DATA EXCERPTS below:

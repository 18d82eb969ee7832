use cozy_chess::{Board, Move, Piece};

use crate::types::PlayerSide;

/// Game state wrapper around a cozy-chess Board.
///
/// This is the rules oracle for the bridge: legality, capture detection and
/// move application all go through here. The position is replayed only
/// forward; history is append-only.
#[derive(Debug, Clone)]
pub struct Game {
    position: Board,
    history: Vec<HistoryEntry>,
}

/// One applied move, recorded as the engine folds the remote history.
#[derive(Debug, Clone)]
pub struct HistoryEntry {
    pub mv: Move,
    /// Whether the move captured a piece (en passant included).
    pub capture: bool,
}

impl Game {
    /// Create a new game from the standard starting position.
    pub fn new() -> Self {
        Self {
            position: Board::default(),
            history: Vec::new(),
        }
    }

    /// Get the current board position.
    pub fn position(&self) -> &Board {
        &self.position
    }

    /// Get the applied-move history.
    pub fn history(&self) -> &[HistoryEntry] {
        &self.history
    }

    /// Number of moves folded into the position so far.
    pub fn moves_applied(&self) -> usize {
        self.history.len()
    }

    /// Make a move on the board.
    ///
    /// The move must already be in cozy-chess notation (castling as
    /// king-takes-rook, see [`crate::uci::normalize_castling`]).
    pub fn make_move(&mut self, mv: Move) -> Result<HistoryEntry, GameError> {
        if !self.legal_moves().contains(&mv) {
            return Err(GameError::IllegalMove);
        }

        // Capture info needs the pre-move position.
        let capture = self.is_capture(mv);

        // cozy_chess boards are cheap to mutate in place; legality was
        // checked above so play_unchecked is fine.
        let mut new_position = self.position.clone();
        new_position.play_unchecked(mv);
        self.position = new_position;

        let entry = HistoryEntry { mv, capture };
        self.history.push(entry.clone());

        Ok(entry)
    }

    /// Get all legal moves for the current position.
    pub fn legal_moves(&self) -> Vec<Move> {
        let mut moves = Vec::new();
        self.position.generate_moves(|mvs| {
            moves.extend(mvs);
            false
        });
        moves
    }

    /// Whether `mv` would capture a piece in the current position.
    ///
    /// En passant counts (pawn changing file onto an empty square).
    /// Castling does not: in cozy-chess notation the king "takes" its own
    /// rook, which is not a capture.
    pub fn is_capture(&self, mv: Move) -> bool {
        let stm = self.position.side_to_move();
        if let Some(color) = self.position.color_on(mv.to) {
            return color != stm;
        }
        self.position.piece_on(mv.from) == Some(Piece::Pawn) && mv.from.file() != mv.to.file()
    }

    /// Get the side to move.
    pub fn side_to_move(&self) -> PlayerSide {
        PlayerSide::from(self.position.side_to_move())
    }

    /// Whether the side to move is currently in check.
    pub fn in_check(&self) -> bool {
        !self.position.checkers().is_empty()
    }

    /// The last applied move, if any.
    pub fn last_move(&self) -> Option<Move> {
        self.history.last().map(|e| e.mv)
    }

    /// Export position to a FEN string.
    pub fn to_fen(&self) -> String {
        self.position.to_string()
    }
}

impl Default for Game {
    fn default() -> Self {
        Self::new()
    }
}

#[derive(Debug, thiserror::Error)]
pub enum GameError {
    #[error("Illegal move")]
    IllegalMove,
}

End of DATA EXCERPTS.

» TASK REQUIREMENTS: Could the entire listing be reproduced without any alteration?

» WRITTEN ANSWER:
repository 18d82eb969ee7832
use cozy_chess::{Board, Move, Piece};

use crate::types::PlayerSide;

/// Game state wrapper around a cozy-chess Board.
///
/// This is the rules oracle for the bridge: legality, capture detection and
/// move application all go through here. The position is replayed only
/// forward; history is append-only.
#[derive(Debug, Clone)]
pub struct Game {
    position: Board,
    history: Vec<HistoryEntry>,
}

/// One applied move, recorded as the engine folds the remote history.
#[derive(Debug, Clone)]
pub struct HistoryEntry {
    pub mv: Move,
    /// Whether the move captured a piece (en passant included).
    pub capture: bool,
}

impl Game {
    /// Create a new game from the standard starting position.
    pub fn new() -> Self {
        Self {
            position: Board::default(),
            history: Vec::new(),
        }
    }

    /// Get the current board position.
    pub fn position(&self) -> &Board {
        &self.position
    }

    /// Get the applied-move history.
    pub fn history(&self) -> &[HistoryEntry] {
        &self.history
    }

    /// Number of moves folded into the position so far.
    pub fn moves_applied(&self) -> usize {
        self.history.len()
    }

    /// Make a move on the board.
    ///
    /// The move must already be in cozy-chess notation (castling as
    /// king-takes-rook, see [`crate::uci::normalize_castling`]).
    pub fn make_move(&mut self, mv: Move) -> Result<HistoryEntry, GameError> {
        if !self.legal_moves().contains(&mv) {
            return Err(GameError::IllegalMove);
        }

        // Capture info needs the pre-move position.
        let capture = self.is_capture(mv);

        // cozy_chess boards are cheap to mutate in place; legality was
        // checked above so play_unchecked is fine.
        let mut new_position = self.position.clone();
        new_position.play_unchecked(mv);
        self.position = new_position;

        let entry = HistoryEntry { mv, capture };
        self.history.push(entry.clone());

        Ok(entry)
    }

    /// Get all legal moves for the current position.
    pub fn legal_moves(&self) -> Vec<Move> {
        let mut moves = Vec::new();
        self.position.generate_moves(|mvs| {
            moves.extend(mvs);
            false
        });
        moves
    }

    /// Whether `mv` would capture a piece in the current position.
    ///
    /// En passant counts (pawn changing file onto an empty square).
    /// Castling does not: in cozy-chess notation the king "takes" its own
    /// rook, which is not a capture.
    pub fn is_capture(&self, mv: Move) -> bool {
        let stm = self.position.side_to_move();
        if let Some(color) = self.position.color_on(mv.to) {
            return color != stm;
        }
        self.position.piece_on(mv.from) == Some(Piece::Pawn) && mv.from.file() != mv.to.file()
    }

    /// Get the side to move.
    pub fn side_to_move(&self) -> PlayerSide {
        PlayerSide::from(self.position.side_to_move())
    }

    /// Whether the side to move is currently in check.
    pub fn in_check(&self) -> bool {
        !self.position.checkers().is_empty()
    }

    /// The last applied move, if any.
    pub fn last_move(&self) -> Option<Move> {
        self.history.last().map(|e| e.mv)
    }

    /// Export position to a FEN string.
    pub fn to_fen(&self) -> String {
        self.position.to_string()
    }
}

impl Default for Game {
    fn default() -> Self {
        Self::new()
    }
}

#[derive(Debug, thiserror::Error)]
pub enum GameError {
    #[error("Illegal move")]
    IllegalMove,
}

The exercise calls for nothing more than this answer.